Starbucks uses Twitter primarily for customer service. Of its 6,368 tweets in November, only 34 were proactive. However, within those proactive tweets, the company found a winning recipe for aligning social strategy with business objectives. Social marketers can learn a lot from how Starbucks used Twitter Cards to target a specific audience and increase downloads of their popular mobile app.

Disparity in paid tweet engagement

We analyzed the 34 proactive Starbucks tweets from November and found that 15 were promoted (paid). There are multiple ways to promote content on Twitter, primarily through Twitter ads. One such way is with Twitter Cards -- an additional piece of real estate that allows marketers to showcase rich photos, videos, copy, clickable calls-to-action, and the like. Of the 15 promoted tweets, eight used Twitter Cards. It's interesting to note that these tweets have not been their most engaging content.

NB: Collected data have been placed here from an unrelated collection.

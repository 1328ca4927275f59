use smartstring::{LazyCompact, SmartString};

pub mod case_convention;
pub mod config;
pub mod search;
pub mod words;

pub use wordcase_core::grapheme::{GraphemeIndex, GraphemeRange};

pub type Tendril = SmartString<LazyCompact>;
//! Benchmarks for index translation and diacritic stripping in wordcase-core.
//!
//! Run with: `cargo bench -p wordcase-core`

use divan::{
  Bencher,
  black_box,
};
use wordcase_core::{
  diacritics::strip_diacritics,
  grapheme::{
    GraphemeMap,
    to_code_unit_offset,
    to_grapheme_range,
  },
};
use wordcase_stdx::pattern::CodeUnitRange;

fn main() {
  divan::main();
}

// Test data generators.

fn repeat_to(line: &str, size: usize) -> String {
  let mut s = String::with_capacity(size);
  while s.len() < size {
    s.push_str(line);
  }
  // Truncate at char boundary
  while s.len() > size {
    s.pop();
  }
  s
}

fn make_ascii_text(size: usize) -> String {
  repeat_to("The quick brown fox jumps over the lazy dog. ", size)
}

fn make_accented_text(size: usize) -> String {
  repeat_to("Crème brûlée à la façon de Ångström. ", size)
}

fn make_combining_text(size: usize) -> String {
  // "a\u{0301}" = á (a + combining acute), 3 bytes per grapheme
  repeat_to("a\u{0301}", size)
}

fn make_mixed_text(size: usize) -> String {
  repeat_to("Hello 世界! 🎉 Test テスト 😀 ", size)
}

mod strip {
  use super::*;

  const SIZE: usize = 4096;

  #[divan::bench]
  fn ascii(bencher: Bencher) {
    let text = make_ascii_text(SIZE);
    bencher.bench(|| strip_diacritics(black_box(&text)).len());
  }

  #[divan::bench]
  fn accented(bencher: Bencher) {
    let text = make_accented_text(SIZE);
    bencher.bench(|| strip_diacritics(black_box(&text)).len());
  }

  #[divan::bench]
  fn combining(bencher: Bencher) {
    let text = make_combining_text(SIZE);
    bencher.bench(|| strip_diacritics(black_box(&text)).len());
  }
}

mod translate {
  use super::*;

  const SIZE: usize = 4096;

  fn tail_range(text: &str) -> CodeUnitRange {
    let start = GraphemeMap::new(text).code_unit_offset(text.len() / 8);
    CodeUnitRange::from(start..text.len())
  }

  #[divan::bench]
  fn free_function_mixed(bencher: Bencher) {
    let text = make_mixed_text(SIZE);
    let range = tail_range(&text);
    bencher.bench(|| to_grapheme_range(black_box(range), black_box(&text)));
  }

  #[divan::bench]
  fn map_build_mixed(bencher: Bencher) {
    let text = make_mixed_text(SIZE);
    bencher.bench(|| GraphemeMap::new(black_box(&text)).len());
  }

  #[divan::bench]
  fn map_lookup_mixed(bencher: Bencher) {
    let text = make_mixed_text(SIZE);
    let map = GraphemeMap::new(&text);
    let range = tail_range(&text);
    bencher.bench(|| map.to_grapheme_range(black_box(range)));
  }

  #[divan::bench]
  fn code_unit_offset_combining(bencher: Bencher) {
    let text = make_combining_text(SIZE);
    bencher.bench(|| to_code_unit_offset(black_box(500), black_box(&text)));
  }
}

Of the eight Twitter Cards, a couple received high engagement, while others underperformed. We took a look at each of these cards to understand why one was favorited more than 16,000 times, while another received only 167 favorites -- nearly 100 times less.

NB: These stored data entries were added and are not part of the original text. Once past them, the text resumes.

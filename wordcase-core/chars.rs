use unicode_general_category::{
  GeneralCategory,
  get_general_category,
};

/// Coarse character classes used to find word boundaries.
#[derive(Debug, Clone, Copy, Eq, PartialEq)]
pub enum CharCategory {
  /// Uppercase and titlecase letters.
  Upper,
  Lower,
  /// Letters without case, e.g. CJK ideographs or modifier letters.
  Uncased,
  Digit,
  Mark,
  Separator,
}

pub fn categorize_char(ch: char) -> CharCategory {
  match get_general_category(ch) {
    GeneralCategory::UppercaseLetter | GeneralCategory::TitlecaseLetter => CharCategory::Upper,
    GeneralCategory::LowercaseLetter => CharCategory::Lower,
    GeneralCategory::ModifierLetter | GeneralCategory::OtherLetter => CharCategory::Uncased,
    GeneralCategory::DecimalNumber
    | GeneralCategory::LetterNumber
    | GeneralCategory::OtherNumber => CharCategory::Digit,
    GeneralCategory::NonspacingMark
    | GeneralCategory::SpacingMark
    | GeneralCategory::EnclosingMark => CharCategory::Mark,
    _ => CharCategory::Separator,
  }
}

#[inline]
pub fn char_is_upper(ch: char) -> bool {
  categorize_char(ch) == CharCategory::Upper
}

#[inline]
pub fn char_is_lower(ch: char) -> bool {
  categorize_char(ch) == CharCategory::Lower
}

#[inline]
pub fn char_is_variation_selector(ch: char) -> bool {
  matches!(ch, '\u{FE00}'..='\u{FE0F}' | '\u{E0100}'..='\u{E01EF}')
}

/// Combining diacritics: nonspacing marks that attach to a base letter.
///
/// Variation selectors are nonspacing marks as well, but they pick a glyph
/// (text vs emoji presentation) rather than decorate one, so they are kept.
#[inline]
pub fn char_is_diacritic(ch: char) -> bool {
  !char_is_variation_selector(ch)
    && matches!(get_general_category(ch), GeneralCategory::NonspacingMark)
}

Interestingly, we found that Starbucks published five of these eight cards on November 6, possibly in conjunction with an offline campaign. Of these five tweets, three promoted their Starbucks rewards offer, and two promoted their Starbucks app in the App Store, which had released an update three days prior. Starbucks published all five tweets within a 30 minute window, so the audience the tweets reached should have been about the same. Why then did the two posts for their app get 10 times more favorites than their reward program tweets?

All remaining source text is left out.